Listening to Greg, however, I think it’s time for me to have a reality check. Let’s take a quick look at the facts:

  • My fastest half marathon was 2:27 on a very flat course in very good weather.
  • Every time I have tried to do a lot of speedwork I have started to hate running.
  • Even when I do the prescribed speed work (even working with my great coach, Natalie), I get a little faster, but not a lot faster, and plus also too see above about starting to hate running.
  • I am getting older not younger.

It’s not that I don’t think improving is important. In fact, I very much do! I try to push my pace on at least one run a week and have started doing 2 – 3 miles of each long run at race pace. I’m even going to add hill training once the cooler weather comes! And yes, I’m sure this will make my upcoming half and full maybe my best ever! I may even PR! But guess what?


If I don’t? I will not feel like a failure. Because I am ME. I don’t have anybody else’s genetics or bone structure or heart or mind. I have MINE. And I know what pushing myself feels like, what an easy pace feels like, and how much rest I need. When I say my motto – Running Like a Little Old Lady so I Can Run When I’m a Little Old Lady – I’m not just pumping sunshine. I’m serious. I seriously want to be running when I am 70, 80 maybe even 90 years old.

And although I so appreciate my faster  running friends who will try to encourage me by saying “don’t give up! You can do this!” I’m NOT giving up. I am, however, accepting the kind of runner I want to be. And I have that freedom.

I want running to stay fun. I don’t want it to feel like work. Because I have plenty of work in my life. Good night, between my day job, my kids, my home, the bills, extended family obligations – I could go on and on. One big, long, hairy, audacious list of WORK.

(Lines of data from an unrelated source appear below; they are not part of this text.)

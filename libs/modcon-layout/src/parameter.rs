//! Parameter configurations - named, typed values extracted from a range buffer

use crate::byte_order::ByteOrder;
use crate::data_type::DataType;
use serde::{Deserialize, Serialize};

/// A named, typed value extracted from a register range's response buffer
///
/// `buffer_index` (byte offset into the range's decoded buffer) is the
/// authoritative placement field; `register_index` is the legacy derived
/// field (`buffer_index / 2`) kept in sync for older stored layouts.
/// Names are unique across all ranges of a device/template,
/// case-insensitively.
#[derive(Debug, Clone, PartialEq, Serialize, Deserialize)]
#[serde(rename_all = "camelCase")]
pub struct ParameterConfig {
    /// Globally unique parameter name (case-insensitive)
    pub name: String,
    /// Data format spelled the way the console stores it (e.g. "FLOAT32", "BOOLEAN")
    pub data_type: String,
    /// Owning register range name
    pub register_range: String,
    /// Byte offset into the range's decoded buffer (authoritative)
    #[serde(default, skip_serializing_if = "Option::is_none")]
    pub buffer_index: Option<u32>,
    /// Legacy register offset, kept at `buffer_index / 2`
    #[serde(default)]
    pub register_index: u32,
    /// Registers consumed; user-settable for STRING (1-125), implied otherwise
    #[serde(default, skip_serializing_if = "Option::is_none")]
    pub word_count: Option<u16>,
    /// Byte order; must match the data type's register-count class
    #[serde(default)]
    pub byte_order: ByteOrder,
    /// Bit within the word at `buffer_index` (0-15), BOOLEAN only
    #[serde(default, skip_serializing_if = "Option::is_none")]
    pub bit_position: Option<u8>,
    /// Signed interpretation, meaningful for integer types only
    #[serde(default)]
    pub signed: bool,
    /// Linear multiplier applied to the raw decoded value
    #[serde(default = "default_scaling_factor")]
    pub scaling_factor: f64,
    /// Optional expression over `x`; takes precedence over `scaling_factor`
    #[serde(default, skip_serializing_if = "Option::is_none")]
    pub scaling_equation: Option<String>,
    /// Display rounding, decimal places (0-10)
    #[serde(default)]
    pub decimal_point: u8,
    /// Optional hex mask ("0x...") ANDed with the raw word
    #[serde(default, skip_serializing_if = "Option::is_none")]
    pub bitmask: Option<String>,
    /// Lower validity bound for decoded values
    #[serde(default, skip_serializing_if = "Option::is_none")]
    pub min_value: Option<f64>,
    /// Upper validity bound for decoded values
    #[serde(default, skip_serializing_if = "Option::is_none")]
    pub max_value: Option<f64>,
    /// Display unit
    #[serde(default, skip_serializing_if = "Option::is_none")]
    pub unit: Option<String>,
    /// Display description
    #[serde(default, skip_serializing_if = "Option::is_none")]
    pub description: Option<String>,
}

fn default_scaling_factor() -> f64 {
    1.0
}

impl ParameterConfig {
    /// Minimal parameter with layout defaults for the given type
    pub fn new(name: impl Into<String>, data_type: &str, register_range: impl Into<String>) -> Self {
        let dt = DataType::parse_or_default(data_type);
        Self {
            name: name.into(),
            data_type: data_type.to_string(),
            register_range: register_range.into(),
            buffer_index: Some(0),
            register_index: 0,
            word_count: Some(dt.required_word_count(None)),
            byte_order: ByteOrder::default_for(dt),
            bit_position: if dt.is_bit() { Some(0) } else { None },
            signed: false,
            scaling_factor: default_scaling_factor(),
            scaling_equation: None,
            decimal_point: 0,
            bitmask: None,
            min_value: None,
            max_value: None,
            unit: None,
            description: None,
        }
    }

    /// Parsed data type with the 16-bit/1-word fallback
    pub fn data_type(&self) -> DataType {
        DataType::parse_or_default(&self.data_type)
    }

    /// Parsed data type, `None` for unrecognized spellings
    pub fn try_data_type(&self) -> Option<DataType> {
        DataType::parse(&self.data_type)
    }

    /// True for BOOLEAN/BIT parameters
    pub fn is_bit(&self) -> bool {
        self.data_type().is_bit()
    }

    /// Bytes occupied in the range buffer
    pub fn byte_size(&self) -> u32 {
        self.data_type().byte_size(self.word_count)
    }

    /// Placement offset: `buffer_index`, or `register_index * 2` when absent
    pub fn effective_buffer_index(&self) -> u32 {
        self.buffer_index.unwrap_or(self.register_index * 2)
    }

    /// Inclusive byte span `[start, end]` in the range buffer
    ///
    /// A degenerate zero-byte size (STRING with word count 0, rejected by
    /// validation) still spans its own start byte.
    pub fn byte_span(&self) -> (u32, u32) {
        let start = self.effective_buffer_index();
        (start, start + self.byte_size().saturating_sub(1))
    }

    /// Set the placement offset, keeping `register_index` in sync
    pub fn set_buffer_index(&mut self, index: u32) {
        self.buffer_index = Some(index);
        self.register_index = index / 2;
    }

    /// Copy with a new data type applied
    ///
    /// Crossing the single/multi register class boundary resets the byte
    /// order to the class default; the word count is re-derived from the
    /// new type (STRING keeps the current user-set count).
    pub fn with_data_type(&self, new_type: &str) -> Self {
        let old = self.data_type();
        let new = DataType::parse_or_default(new_type);

        let mut updated = self.clone();
        updated.data_type = new_type.to_string();
        if old.is_multi_register() != new.is_multi_register() {
            updated.byte_order = ByteOrder::default_for(new);
        }
        updated.word_count = Some(new.required_word_count(self.word_count));
        updated.bit_position = if new.is_bit() {
            self.bit_position.or(Some(0))
        } else {
            None
        };
        updated
    }
}
//! Placement validation
//!
//! Decides whether a candidate parameter may be placed, returning the
//! first violation found (or `None` when placement is legal). Overlap is
//! checked only against parameters in the same register range: separate
//! ranges are fetched into separate buffers, so equal byte offsets in
//! different ranges are physically unrelated. Names, by contrast, become
//! flat keys in the device reading and are checked globally.

use crate::parameter::ParameterConfig;
use crate::range::{names_match, RegisterRange};
use thiserror::Error;
use tracing::debug;

/// Why a candidate parameter cannot be placed
///
/// `Display` renders the human-readable reason shown next to the form
/// field.
#[derive(Debug, Clone, PartialEq, Error)]
pub enum PlacementConflict {
    #[error("parameter name '{name}' is already in use")]
    NameTaken { name: String },

    #[error("register range '{range}' does not exist")]
    MissingRange { range: String },

    #[error("data type {data_type} needs {needed} registers but range '{range}' only has {available}")]
    NoCapacity {
        data_type: String,
        range: String,
        needed: u16,
        available: u16,
    },

    #[error("buffer index {index} is too high for this data type; last valid index is {limit}")]
    IndexTooHigh { index: u32, limit: u32 },

    #[error("buffer index {index} is already used by '{by}'")]
    IndexAlreadyUsed { index: u32, by: String },

    #[error("bytes {start}-{end} overlap bytes {other_start}-{other_end} used by '{by}'")]
    SpanOverlap {
        start: u32,
        end: u32,
        other_start: u32,
        other_end: u32,
        by: String,
    },

    #[error("bit {bit} at buffer index {index} is already used by '{by}'")]
    BitTaken { index: u32, bit: u8, by: String },
}

/// Check whether `candidate` may be placed among `all_parameters`
///
/// `excluding_name` removes the parameter being edited from the
/// comparison set (matched by name, case-insensitive). Checks run in
/// order - name uniqueness, range bounds, same-range overlap - and the
/// first violation wins.
///
/// Bit parameters only collide with other bit parameters at the same
/// effective buffer index and bit position; they share bytes freely with
/// non-bit parameters. This mirrors the stored layouts this model has to
/// stay compatible with.
pub fn check_placement(
    candidate: &ParameterConfig,
    all_parameters: &[ParameterConfig],
    ranges: &[RegisterRange],
    excluding_name: Option<&str>,
) -> Option<PlacementConflict> {
    let others: Vec<&ParameterConfig> = all_parameters
        .iter()
        .filter(|p| !excluding_name.is_some_and(|ex| names_match(&p.name, ex)))
        .collect();

    // 1. Global name uniqueness
    let cand_name = candidate.name.trim();
    if let Some(taken) = others.iter().find(|p| names_match(&p.name, cand_name)) {
        return Some(PlacementConflict::NameTaken {
            name: taken.name.trim().to_string(),
        });
    }

    // 2. Range existence and bounds
    let range = match ranges
        .iter()
        .find(|r| names_match(&r.range_name, &candidate.register_range))
    {
        Some(range) => range,
        None => {
            return Some(PlacementConflict::MissingRange {
                range: candidate.register_range.clone(),
            })
        },
    };

    let data_type = candidate.data_type();
    let required = data_type.required_word_count(candidate.word_count);
    if range.length < required {
        return Some(PlacementConflict::NoCapacity {
            data_type: candidate.data_type.clone(),
            range: range.range_name.clone(),
            needed: required,
            available: range.length,
        });
    }

    let index = candidate.effective_buffer_index();
    let limit = u32::from(range.length - required) * 2;
    if index > limit {
        return Some(PlacementConflict::IndexTooHigh { index, limit });
    }

    // 3. Overlap, scoped to the candidate's own range
    let same_range = others
        .iter()
        .filter(|p| names_match(&p.register_range, &range.range_name));

    if data_type.is_bit() {
        for other in same_range.filter(|p| p.is_bit()) {
            if other.effective_buffer_index() == index
                && other.bit_position == candidate.bit_position
            {
                return Some(PlacementConflict::BitTaken {
                    index,
                    bit: candidate.bit_position.unwrap_or(0),
                    by: other.name.clone(),
                });
            }
        }
    } else {
        let (start, end) = candidate.byte_span();
        for other in same_range.filter(|p| !p.is_bit()) {
            let (other_start, other_end) = other.byte_span();
            if other_start == start {
                return Some(PlacementConflict::IndexAlreadyUsed {
                    index: start,
                    by: other.name.clone(),
                });
            }
            if start <= other_end && other_start <= end {
                return Some(PlacementConflict::SpanOverlap {
                    start,
                    end,
                    other_start,
                    other_end,
                    by: other.name.clone(),
                });
            }
        }
    }

    debug!("Placement ok: '{}' at index {} in '{}'", cand_name, index, range.range_name);
    None
}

I don’t want running to be my work. I want running to be my joy. So I will continue to plod along, smelling the roses, enjoying this miraculous body God gave me, and being grateful for every beautiful mile. And if I get a bit faster, so be it. And if I don’t – or even if I get slower – I will still keep on running.

Happy Running, Friends.

2 thoughts on “Pace Schmace – How I’m Embracing the Middle of The Pack

  1. Amen sister! ………and did you mean that you entertained a sub 2 Full marathon or a half marathon ………..quite a goal either way but honestly doesn’t really matter in the long run…….except maybe the sub 2 full marathon if you want to head to the Olympics. 🙂

    1. I just did a spit take! Yes, HALF MARATHON. Just fixed it. Thanks for finding the typo. I swear I should make that a regular contest and give a prize. A sub 2 hour marathon would be QUITE a challenge;). And thanks for the comment, Friend!!